Computational Insights into the Interactions between Calmodulin and the c/nSH2 Domains of p85 Regulatory Subunit of PI3K: Implication for PI3K Activation by Calmodulin

Calmodulin (CaM) and phosphatidylinositide-3 kinase (PI3K) are well known for their multiple roles in a series of intracellular signaling pathways and in the progression of several human cancers. Crosstalk between CaM and PI3K has been an area of intensive research. Recent experiments have shown that in adenocarcinoma, K-Ras4B is involved in the CaM-PI3K crosstalk. Based on experimental results, we have recently put forward a hypothesis that the coordination of CaM and PI3K with K-Ras4B forms a CaM-PI3K-K-Ras4B ternary complex, which leads to the formation of pancreatic ductal adenocarcinoma. However, the mechanism for the CaM-PI3K crosstalk is unresolved.

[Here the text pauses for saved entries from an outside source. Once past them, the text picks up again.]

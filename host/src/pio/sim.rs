//! Simulated DHT sensor wired to the emulated waveform program.

use super::{
    emulator::{self, Emulator, ShiftConfig, ShiftDirection},
    CLOCK_HZ, PUSH_THRESHOLD,
};
use crate::decode::dht::{Frame, Model};

// Sensor timings, in microseconds.
const RESPONSE_DELAY_US: u64 = 30;
const ACK_LOW_US: u64 = 80;
const ACK_HIGH_US: u64 = 80;
const BIT_LOW_US: u64 = 50;
const ZERO_HIGH_US: u64 = 27;
const ONE_HIGH_US: u64 = 70;

fn cycles(micros: u64) -> u64 {
    micros * u64::from(CLOCK_HZ) / 1_000_000
}

/// A sensor answering start pulses with a fixed frame.
pub struct SimSensor {
    /// Shortest start pulse the sensor answers, `None` for a sensor that never
    /// answers.
    min_low: Option<u64>,
    frame: Frame,
    low_since: Option<u64>,
    /// Level changes of the current response, as `(level, until)`.
    response: Vec<(bool, u64)>,
}

impl SimSensor {
    pub fn new(model: Model, frame: Frame) -> Self {
        let min_low_us = match model {
            Model::Dht11 => 18_000,
            Model::Dht22 => 1_000,
        };
        Self {
            min_low: Some(cycles(min_low_us)),
            frame,
            low_since: None,
            response: Vec::new(),
        }
    }

    /// A sensor that never answers, leaving the line to the pull-up.
    pub fn silent() -> Self {
        Self {
            min_low: None,
            frame: Frame::default(),
            low_since: None,
            response: Vec::new(),
        }
    }

    /// Returns the level the sensor leaves on the line at cycle `now`; `false`
    /// when it pulls the line low.
    pub fn level(&mut self, now: u64, host_low: bool) -> bool {
        if host_low {
            self.low_since.get_or_insert(now);
            self.response.clear();
            return true;
        }

        if let Some(since) = self.low_since.take() {
            if self.min_low.is_some_and(|min| now - since >= min) {
                self.respond(now);
            }
        }

        while let Some(&(level, until)) = self.response.first() {
            if now < until {
                return level;
            }
            self.response.remove(0);
        }
        true
    }

    fn respond(&mut self, now: u64) {
        let mut at = now;
        let mut segment = |level: bool, micros: u64, response: &mut Vec<(bool, u64)>| {
            at += cycles(micros);
            response.push((level, at));
        };

        let mut response = Vec::new();
        segment(true, RESPONSE_DELAY_US, &mut response);
        segment(false, ACK_LOW_US, &mut response);
        segment(true, ACK_HIGH_US, &mut response);
        for &byte in self.frame.iter() {
            for bit in (0..8).rev() {
                segment(false, BIT_LOW_US, &mut response);
                let high = if byte & (1 << bit) == 0 {
                    ZERO_HIGH_US
                } else {
                    ONE_HIGH_US
                };
                segment(true, high, &mut response);
            }
        }
        segment(false, BIT_LOW_US, &mut response);
        self.response = response;
    }
}

/// The waveform program on an emulated state machine, sharing an open-drain
/// line with a simulated sensor.
pub struct Bench {
    pub machine: Emulator,
    pub sensor: SimSensor,
}

impl Bench {
    pub fn new(sensor: SimSensor) -> emulator::Result<Self> {
        let shift_in = ShiftConfig {
            auto_push: true,
            threshold: PUSH_THRESHOLD,
            direction: ShiftDirection::Left,
        };
        Ok(Self {
            machine: Emulator::new(&super::program(), shift_in)?,
            sensor,
        })
    }

    /// Steps one cycle, returning the line level seen during it.
    pub fn step(&mut self) -> bool {
        let host_low = self.machine.drives_low();
        let sensor_high = self.sensor.level(self.machine.cycles(), host_low);
        let line_high = sensor_high && !host_low;
        self.machine.step(line_high);
        line_high
    }

    /// Steps until a byte arrives, giving up after `limit` cycles.
    pub fn run_until_byte(&mut self, limit: u64) -> Option<u8> {
        for _ in 0..limit {
            if let Some(word) = self.machine.pull() {
                #[allow(clippy::cast_possible_truncation)]
                return Some(word as u8);
            }
            self.step();
        }
        None
    }
}
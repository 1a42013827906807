//! Daily forecast and its weather glyph.
//!
//! Forecasts carry a [WMO weather code], which maps onto a glyph of the
//! weather font along with the colours to draw it in.
//!
//! [WMO weather code]: https://open-meteo.com/en/docs#weathervariables
use super::{Color, BLACK, BLUE, GRAY, WHITE, YELLOW};

/// Today's forecast.
#[derive(Debug, Clone, Copy, PartialEq, Eq)]
#[cfg_attr(feature = "defmt", derive(defmt::Format))]
pub struct Forecast {
    /// WMO weather code.
    pub code: u8,
    /// Sunrise, in UNIX seconds.
    pub sunrise: i64,
    /// Sunset, in UNIX seconds.
    pub sunset: i64,
}

impl Forecast {
    /// Returns `true` if `now` lies strictly between sunrise and sunset.
    #[must_use]
    pub fn is_day(&self, now: i64) -> bool {
        self.sunrise < now && now < self.sunset
    }

    /// Returns the glyph for this forecast at `now`.
    #[must_use]
    pub fn glyph(&self, now: i64) -> Option<Glyph> {
        glyph(self.code, self.is_day(now))
    }
}

/// A source of forecasts, such as a weather web service.
#[allow(async_fn_in_trait)]
pub trait ForecastSource {
    type Error;

    async fn fetch_forecast(&mut self) -> Result<Forecast, Self::Error>;
}

/// A weather font character and its colours.
#[derive(Debug, Clone, Copy, PartialEq, Eq)]
#[cfg_attr(feature = "defmt", derive(defmt::Format))]
pub struct Glyph {
    pub code: u8,
    pub fg: Color,
    pub bg: Color,
}

impl Glyph {
    /// Returns the glyph as the character to print with the weather font.
    #[must_use]
    pub fn char(&self) -> char {
        char::from(self.code)
    }
}

/// Returns the glyph for a weather code, `None` for codes without one.
///
/// The table's columns are indexed by `is_day`: the first variant is drawn at
/// night, the second by day.
#[must_use]
pub fn glyph(code: u8, is_day: bool) -> Option<Glyph> {
    let variants: [(u8, Color); 2] = match code {
        // Clear sky, mainly clear.
        0 | 1 => [(0x0d, YELLOW), (0x2e, WHITE)],
        // Partly cloudy.
        2 => [(0x02, YELLOW), (0x86, WHITE)],
        // Overcast.
        3 => [(0x13, WHITE); 2],
        // Fog.
        45 | 48 => [(0x14, WHITE); 2],
        // Drizzle, freezing drizzle.
        51 | 53 | 55 | 56 | 57 => [(0x17, WHITE); 2],
        // Rain, freezing rain, rain showers.
        61 | 63 | 65 | 66 | 67 | 80 | 81 | 82 => [(0x19, WHITE); 2],
        // Snow, snow grains, snow showers.
        71 | 73 | 75 | 77 | 85 | 86 => [(0x1b, WHITE); 2],
        // Thunderstorm, with or without hail.
        95 | 96 | 99 => [(0x1e, GRAY); 2],
        _ => return None,
    };

    let (code, fg) = variants[usize::from(is_day)];
    Some(Glyph {
        code,
        fg,
        bg: if is_day { BLUE } else { BLACK },
    })
}
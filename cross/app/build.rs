//! Copies `memory.x` into the output directory and puts it on the linker
//! search path, so the linker finds it from inside the workspace.
use std::{env, fs, path::PathBuf};

use anyhow::{Context, Result};

fn main() -> Result<()> {
    let out = PathBuf::from(env::var_os("OUT_DIR").context("OUT_DIR not set")?);
    fs::write(out.join("memory.x"), include_bytes!("../memory.x"))?;
    println!("cargo:rustc-link-search={}", out.display());
    println!("cargo:rerun-if-changed=../memory.x");

    println!("cargo:rustc-link-arg-bins=--nmagic");
    println!("cargo:rustc-link-arg-bins=-Tlink.x");
    println!("cargo:rustc-link-arg-bins=-Tlink-rp.x");
    println!("cargo:rustc-link-arg-bins=-Tdefmt.x");

    Ok(())
}
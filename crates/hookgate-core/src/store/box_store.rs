//! BoxCacheStore -- object-safe dynamic dispatch wrapper for CacheStore.
//!
//! 1. `CacheStoreDyn` is an object-safe mirror of `CacheStore` with boxed futures
//! 2. Blanket-impl `CacheStoreDyn` for all `T: CacheStore`
//! 3. `BoxCacheStore` wraps `Arc<dyn CacheStoreDyn>` and implements `CacheStore` again
//!
//! This lets the backend be chosen at runtime from configuration.

use std::future::Future;
use std::pin::Pin;
use std::sync::Arc;
use std::time::Duration;

use hookgate_types::error::StoreError;

use super::{CacheStore, CounterState};

type BoxFuture<'a, T> = Pin<Box<dyn Future<Output = T> + Send + 'a>>;

/// Object-safe version of [`CacheStore`] with boxed futures.
pub trait CacheStoreDyn: Send + Sync {
    fn get_boxed<'a>(&'a self, key: &'a str) -> BoxFuture<'a, Result<Option<String>, StoreError>>;

    fn set_boxed<'a>(
        &'a self,
        key: &'a str,
        value: &'a str,
        ttl: Option<Duration>,
    ) -> BoxFuture<'a, Result<(), StoreError>>;

    fn increment_boxed<'a>(
        &'a self,
        key: &'a str,
        window: Duration,
    ) -> BoxFuture<'a, Result<CounterState, StoreError>>;

    fn delete_boxed<'a>(&'a self, key: &'a str) -> BoxFuture<'a, Result<(), StoreError>>;

    fn purge_expired_boxed(&self) -> BoxFuture<'_, Result<u64, StoreError>>;
}

impl<T: CacheStore> CacheStoreDyn for T {
    fn get_boxed<'a>(&'a self, key: &'a str) -> BoxFuture<'a, Result<Option<String>, StoreError>> {
        Box::pin(self.get(key))
    }

    fn set_boxed<'a>(
        &'a self,
        key: &'a str,
        value: &'a str,
        ttl: Option<Duration>,
    ) -> BoxFuture<'a, Result<(), StoreError>> {
        Box::pin(self.set(key, value, ttl))
    }

    fn increment_boxed<'a>(
        &'a self,
        key: &'a str,
        window: Duration,
    ) -> BoxFuture<'a, Result<CounterState, StoreError>> {
        Box::pin(self.increment(key, window))
    }

    fn delete_boxed<'a>(&'a self, key: &'a str) -> BoxFuture<'a, Result<(), StoreError>> {
        Box::pin(self.delete(key))
    }

    fn purge_expired_boxed(&self) -> BoxFuture<'_, Result<u64, StoreError>> {
        Box::pin(self.purge_expired())
    }
}

/// Type-erased cache store shared by the secret resolver and the rate limiter.
///
/// Cloning is cheap (one `Arc`).
#[derive(Clone)]
pub struct BoxCacheStore {
    inner: Arc<dyn CacheStoreDyn>,
}

impl BoxCacheStore {
    pub fn new<T: CacheStore + 'static>(store: T) -> Self {
        Self {
            inner: Arc::new(store),
        }
    }
}

impl CacheStore for BoxCacheStore {
    async fn get(&self, key: &str) -> Result<Option<String>, StoreError> {
        self.inner.get_boxed(key).await
    }

    async fn set(&self, key: &str, value: &str, ttl: Option<Duration>) -> Result<(), StoreError> {
        self.inner.set_boxed(key, value, ttl).await
    }

    async fn increment(&self, key: &str, window: Duration) -> Result<CounterState, StoreError> {
        self.inner.increment_boxed(key, window).await
    }

    async fn delete(&self, key: &str) -> Result<(), StoreError> {
        self.inner.delete_boxed(key).await
    }

    async fn purge_expired(&self) -> Result<u64, StoreError> {
        self.inner.purge_expired_boxed().await
    }
}
//! Canvas workflow execution.
//!
//! - `validation` -- structural checks run before any execution
//! - `condition` -- operator evaluation for `condition` nodes
//! - `node` -- `NodeHandler` trait, handler registry and built-in node types
//! - `engine` -- breadth-first canvas walk with context merging
//! - `trigger` -- execution records, background runs and cancellation

pub mod condition;
pub mod engine;
pub mod node;
pub mod trigger;
pub mod validation;

pub use engine::{CanvasEngine, EngineError};
pub use node::{NodeError, NodeHandler, NodeRegistry};
pub use trigger::{TriggerError, TriggerService};
pub use validation::{ValidationError, validate_workflow};
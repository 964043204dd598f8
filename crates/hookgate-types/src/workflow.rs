//! Workflow domain types for hookgate.
//!
//! A workflow is a canvas of nodes joined by edges, as drawn in the visual
//! builder. It may be bound to one webhook (with an optional secret of its
//! own). Each triggering produces a `WorkflowExecution` record.

use std::collections::BTreeMap;
use std::fmt;

use chrono::{DateTime, Utc};
use serde::{Deserialize, Serialize};
use serde_json::Value;
use uuid::Uuid;

// ---------------------------------------------------------------------------
// Workflow Definition
// ---------------------------------------------------------------------------

/// A stored workflow: metadata, webhook binding and canvas.
#[derive(Debug, Clone, Serialize, Deserialize)]
pub struct WorkflowDefinition {
    /// UUIDv7 assigned on first import.
    pub id: Uuid,
    /// Human-readable workflow name.
    pub name: String,
    #[serde(default, skip_serializing_if = "Option::is_none")]
    pub description: Option<String>,
    /// Inactive workflows refuse to be triggered.
    #[serde(default = "default_active")]
    pub is_active: bool,
    /// Webhook that triggers this workflow, if any.
    #[serde(default, skip_serializing_if = "Option::is_none")]
    pub webhook: Option<WebhookBinding>,
    /// The node graph.
    #[serde(default)]
    pub canvas: CanvasDefinition,
    pub created_at: DateTime<Utc>,
    pub updated_at: DateTime<Utc>,
}

fn default_active() -> bool {
    true
}

impl WorkflowDefinition {
    /// The workflow-specific webhook secret, ignoring empty values.
    pub fn webhook_secret(&self) -> Option<&str> {
        self.webhook
            .as_ref()
            .and_then(|w| w.secret.as_deref())
            .filter(|s| !s.is_empty())
    }

    /// The bound webhook id, if any.
    pub fn webhook_id(&self) -> Option<&str> {
        self.webhook.as_ref().map(|w| w.id.as_str())
    }
}

/// 1:1 association between an opaque webhook id and a workflow.
#[derive(Debug, Clone, Serialize, Deserialize, PartialEq, Eq)]
pub struct WebhookBinding {
    /// Opaque id used in `/api/v1/webhooks/{id}`.
    pub id: String,
    /// Per-webhook HMAC secret. Falls back to the global secret when absent.
    #[serde(default, skip_serializing_if = "Option::is_none")]
    pub secret: Option<String>,
}

// ---------------------------------------------------------------------------
// Canvas
// ---------------------------------------------------------------------------

/// Nodes and edges of a workflow canvas.
#[derive(Debug, Clone, Default, Serialize, Deserialize)]
pub struct CanvasDefinition {
    #[serde(default)]
    pub nodes: Vec<CanvasNode>,
    #[serde(default)]
    pub edges: Vec<CanvasEdge>,
}

/// A single node on the canvas.
#[derive(Debug, Clone, Serialize, Deserialize)]
pub struct CanvasNode {
    /// Unique within the canvas.
    pub id: String,
    /// Node type, e.g. `trigger`, `condition`, `delay`, `data_transform`.
    #[serde(rename = "type")]
    pub node_type: String,
    /// Node-specific configuration.
    #[serde(default = "empty_object")]
    pub data: Value,
}

fn empty_object() -> Value {
    Value::Object(serde_json::Map::new())
}

impl CanvasNode {
    /// Start nodes are `trigger`/`start` typed or flagged with `data.isStart`.
    pub fn is_start(&self) -> bool {
        matches!(self.node_type.as_str(), "trigger" | "start")
            || self.data.get("isStart").and_then(Value::as_bool) == Some(true)
    }
}

/// A directed edge between two nodes.
#[derive(Debug, Clone, Serialize, Deserialize)]
pub struct CanvasEdge {
    #[serde(default, skip_serializing_if = "Option::is_none")]
    pub id: Option<String>,
    pub source: String,
    pub target: String,
}

// ---------------------------------------------------------------------------
// Execution
// ---------------------------------------------------------------------------

/// Overall status of a workflow execution.
#[derive(Debug, Clone, Copy, PartialEq, Eq, Hash, Serialize, Deserialize)]
#[serde(rename_all = "snake_case")]
pub enum ExecutionStatus {
    Pending,
    Running,
    Completed,
    Failed,
    Cancelled,
}

impl ExecutionStatus {
    /// Terminal statuses never change again.
    pub fn is_terminal(&self) -> bool {
        matches!(
            self,
            ExecutionStatus::Completed | ExecutionStatus::Failed | ExecutionStatus::Cancelled
        )
    }

    pub fn as_str(&self) -> &'static str {
        match self {
            ExecutionStatus::Pending => "pending",
            ExecutionStatus::Running => "running",
            ExecutionStatus::Completed => "completed",
            ExecutionStatus::Failed => "failed",
            ExecutionStatus::Cancelled => "cancelled",
        }
    }
}

impl fmt::Display for ExecutionStatus {
    fn fmt(&self, f: &mut fmt::Formatter<'_>) -> fmt::Result {
        f.write_str(self.as_str())
    }
}

impl std::str::FromStr for ExecutionStatus {
    type Err = String;

    fn from_str(s: &str) -> Result<Self, Self::Err> {
        match s {
            "pending" => Ok(ExecutionStatus::Pending),
            "running" => Ok(ExecutionStatus::Running),
            "completed" => Ok(ExecutionStatus::Completed),
            "failed" => Ok(ExecutionStatus::Failed),
            "cancelled" => Ok(ExecutionStatus::Cancelled),
            other => Err(format!("invalid execution status: '{other}'")),
        }
    }
}

/// What started an execution.
#[derive(Debug, Clone, Copy, PartialEq, Eq, Hash, Serialize, Deserialize)]
#[serde(rename_all = "snake_case")]
pub enum TriggerType {
    Manual,
    Api,
    Webhook,
    Schedule,
}

impl TriggerType {
    pub fn as_str(&self) -> &'static str {
        match self {
            TriggerType::Manual => "manual",
            TriggerType::Api => "api",
            TriggerType::Webhook => "webhook",
            TriggerType::Schedule => "schedule",
        }
    }
}

impl fmt::Display for TriggerType {
    fn fmt(&self, f: &mut fmt::Formatter<'_>) -> fmt::Result {
        f.write_str(self.as_str())
    }
}

impl std::str::FromStr for TriggerType {
    type Err = String;

    fn from_str(s: &str) -> Result<Self, Self::Err> {
        match s {
            "manual" => Ok(TriggerType::Manual),
            "api" => Ok(TriggerType::Api),
            "webhook" => Ok(TriggerType::Webhook),
            "schedule" => Ok(TriggerType::Schedule),
            other => Err(format!("invalid trigger type: '{other}'")),
        }
    }
}

/// Result of a single node.
#[derive(Debug, Clone, Serialize, Deserialize, PartialEq)]
pub struct NodeResult {
    pub success: bool,
    /// Object merged into the running context.
    pub output: Value,
    pub message: String,
}

/// Aggregate result of walking a canvas.
#[derive(Debug, Clone, Default, Serialize, Deserialize, PartialEq)]
pub struct ExecutionOutcome {
    /// True iff no node failed.
    pub success: bool,
    pub node_results: BTreeMap<String, NodeResult>,
    pub node_errors: BTreeMap<String, String>,
    /// Node ids in processing order.
    pub processed_nodes: Vec<String>,
    /// Final merged context.
    pub context: Value,
}

/// A single execution of a workflow. Used for query results and audit.
#[derive(Debug, Clone, Serialize, Deserialize)]
pub struct WorkflowExecution {
    /// UUIDv7 execution ID.
    pub id: Uuid,
    pub workflow_id: Uuid,
    /// Denormalized for display.
    pub workflow_name: String,
    pub status: ExecutionStatus,
    pub trigger_type: TriggerType,
    /// Trigger payload (e.g. decoded webhook body).
    pub payload: Value,
    #[serde(default, skip_serializing_if = "Option::is_none")]
    pub outcome: Option<ExecutionOutcome>,
    #[serde(default, skip_serializing_if = "Option::is_none")]
    pub error: Option<String>,
    pub started_at: DateTime<Utc>,
    #[serde(default, skip_serializing_if = "Option::is_none")]
    pub completed_at: Option<DateTime<Utc>>,
    #[serde(default, skip_serializing_if = "Option::is_none")]
    pub duration_ms: Option<u64>,
}

impl WorkflowExecution {
    /// A fresh `pending` record for the given workflow.
    pub fn pending(workflow: &WorkflowDefinition, trigger_type: TriggerType, payload: Value) -> Self {
        Self {
            id: Uuid::now_v7(),
            workflow_id: workflow.id,
            workflow_name: workflow.name.clone(),
            status: ExecutionStatus::Pending,
            trigger_type,
            payload,
            outcome: None,
            error: None,
            started_at: Utc::now(),
            completed_at: None,
            duration_ms: None,
        }
    }
}

// ---------------------------------------------------------------------------
// Tests
// ---------------------------------------------------------------------------
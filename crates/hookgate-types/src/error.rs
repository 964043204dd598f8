use thiserror::Error;

/// Errors from repository operations (used by trait definitions in hookgate-core).
#[derive(Debug, Error)]
pub enum RepositoryError {
    #[error("database connection error")]
    Connection,

    #[error("query error: {0}")]
    Query(String),

    #[error("entity not found")]
    NotFound,

    #[error("conflict: {0}")]
    Conflict(String),
}

/// Errors from cache store backends.
#[derive(Debug, Error)]
pub enum StoreError {
    #[error("store backend error: {0}")]
    Backend(String),

    #[error("stored value for '{key}' is not a counter")]
    NotACounter { key: String },
}
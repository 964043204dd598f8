//! Business logic and port definitions for hookgate.
//!
//! This crate defines the "ports" (repository and cache store traits) that the
//! infrastructure layer implements, the webhook ingress guard built on top of
//! them, and the canvas engine that runs admitted workflows. It depends only on
//! `hookgate-types` -- never on `hookgate-infra` or any database crate.

pub mod repository;
pub mod store;
pub mod webhook;
pub mod workflow;

#[cfg(test)]
pub(crate) mod testing;
//! Client IP extractor used to key rate-limit counters.
//!
//! Resolution order:
//! 1. first `X-Forwarded-For` entry, only when `server.trust_forwarded_for` is set
//! 2. socket peer address (`ConnectInfo`)
//! 3. `"unknown"`

use std::convert::Infallible;
use std::net::SocketAddr;

use axum::extract::{ConnectInfo, FromRequestParts};
use axum::http::HeaderMap;
use axum::http::request::Parts;

use crate::state::AppState;

/// Fallback when no address can be determined.
pub const UNKNOWN_CLIENT: &str = "unknown";

/// The caller's IP address as a string.
#[derive(Debug, Clone, PartialEq, Eq)]
pub struct ClientIp(pub String);

impl FromRequestParts<AppState> for ClientIp {
    type Rejection = Infallible;

    async fn from_request_parts(
        parts: &mut Parts,
        state: &AppState,
    ) -> Result<Self, Self::Rejection> {
        let peer = parts
            .extensions
            .get::<ConnectInfo<SocketAddr>>()
            .map(|ConnectInfo(addr)| *addr);
        Ok(ClientIp(resolve_client_ip(
            &parts.headers,
            peer,
            state.config.server.trust_forwarded_for,
        )))
    }
}

pub fn resolve_client_ip(headers: &HeaderMap, peer: Option<SocketAddr>, trust_forwarded: bool) -> String {
    if trust_forwarded {
        let forwarded = headers
            .get("x-forwarded-for")
            .and_then(|v| v.to_str().ok())
            .and_then(|v| v.split(',').next())
            .map(str::trim)
            .filter(|ip| !ip.is_empty());
        if let Some(ip) = forwarded {
            return ip.to_string();
        }
    }

    peer.map(|addr| addr.ip().to_string())
        .unwrap_or_else(|| UNKNOWN_CLIENT.to_string())
}
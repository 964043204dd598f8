//! CLI command definitions for the `hookgate` binary.
//!
//! Uses clap derive macros for argument parsing.

pub mod execution;
pub mod sign;
pub mod workflow;

use std::path::PathBuf;

use clap::{Parser, Subcommand};

/// Signature-verified, rate-limited webhook gateway for canvas workflows.
#[derive(Parser)]
#[command(name = "hookgate", version, about, long_about = None)]
#[command(propagate_version = true)]
pub struct Cli {
    /// Path to config.toml (defaults to <data dir>/config.toml).
    #[arg(long, global = true, env = "HOOKGATE_CONFIG")]
    pub config: Option<PathBuf>,

    /// Output machine-readable JSON instead of styled text.
    #[arg(long, global = true)]
    pub json: bool,

    /// Suppress all output except errors.
    #[arg(long, global = true)]
    pub quiet: bool,

    /// Detailed output (-v for verbose, -vv for debug/trace).
    #[arg(short, long, action = clap::ArgAction::Count, global = true)]
    pub verbose: u8,

    /// Export tracing spans through OpenTelemetry (stdout exporter).
    #[arg(long, global = true, env = "HOOKGATE_OTEL")]
    pub otel: bool,

    #[command(subcommand)]
    pub command: Commands,
}

#[derive(Subcommand)]
pub enum Commands {
    /// Start the HTTP server.
    Serve {
        /// Address to bind (overrides server.host).
        #[arg(long)]
        host: Option<String>,

        /// Port to listen on (overrides server.port).
        #[arg(short, long)]
        port: Option<u16>,
    },

    /// Compute the signature header for a payload.
    Sign {
        /// Shared webhook secret.
        #[arg(long, env = "HOOKGATE_SIGN_SECRET", hide_env_values = true)]
        secret: String,

        /// Payload file (reads stdin when omitted).
        #[arg(long)]
        file: Option<PathBuf>,
    },

    /// Manage workflows (import, list, run).
    Workflow {
        #[command(subcommand)]
        action: workflow::WorkflowCommand,
    },

    /// Show recent executions of a workflow.
    Executions {
        /// Workflow UUID.
        workflow_id: String,

        /// Maximum number of executions to display.
        #[arg(long, default_value = "20")]
        limit: u32,
    },
}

Based on molecular modeling and molecular dynamics simulations, here we explored the potential interactions between CaM and the c/nSH2 domains of p85 subunit of PI3K. We demonstrated that CaM can interact with the c/nSH2 domains and the interaction details were unraveled. Moreover, the possible modes for the CaM-cSH2 and CaM-nSH2 interactions were uncovered and we used them to construct a complete CaM-PI3K complex model. The structural model of CaM-PI3K interaction not only offers a support for our previous ternary complex hypothesis, but also is useful for drug design targeted at CaM-PI3K protein-protein interactions.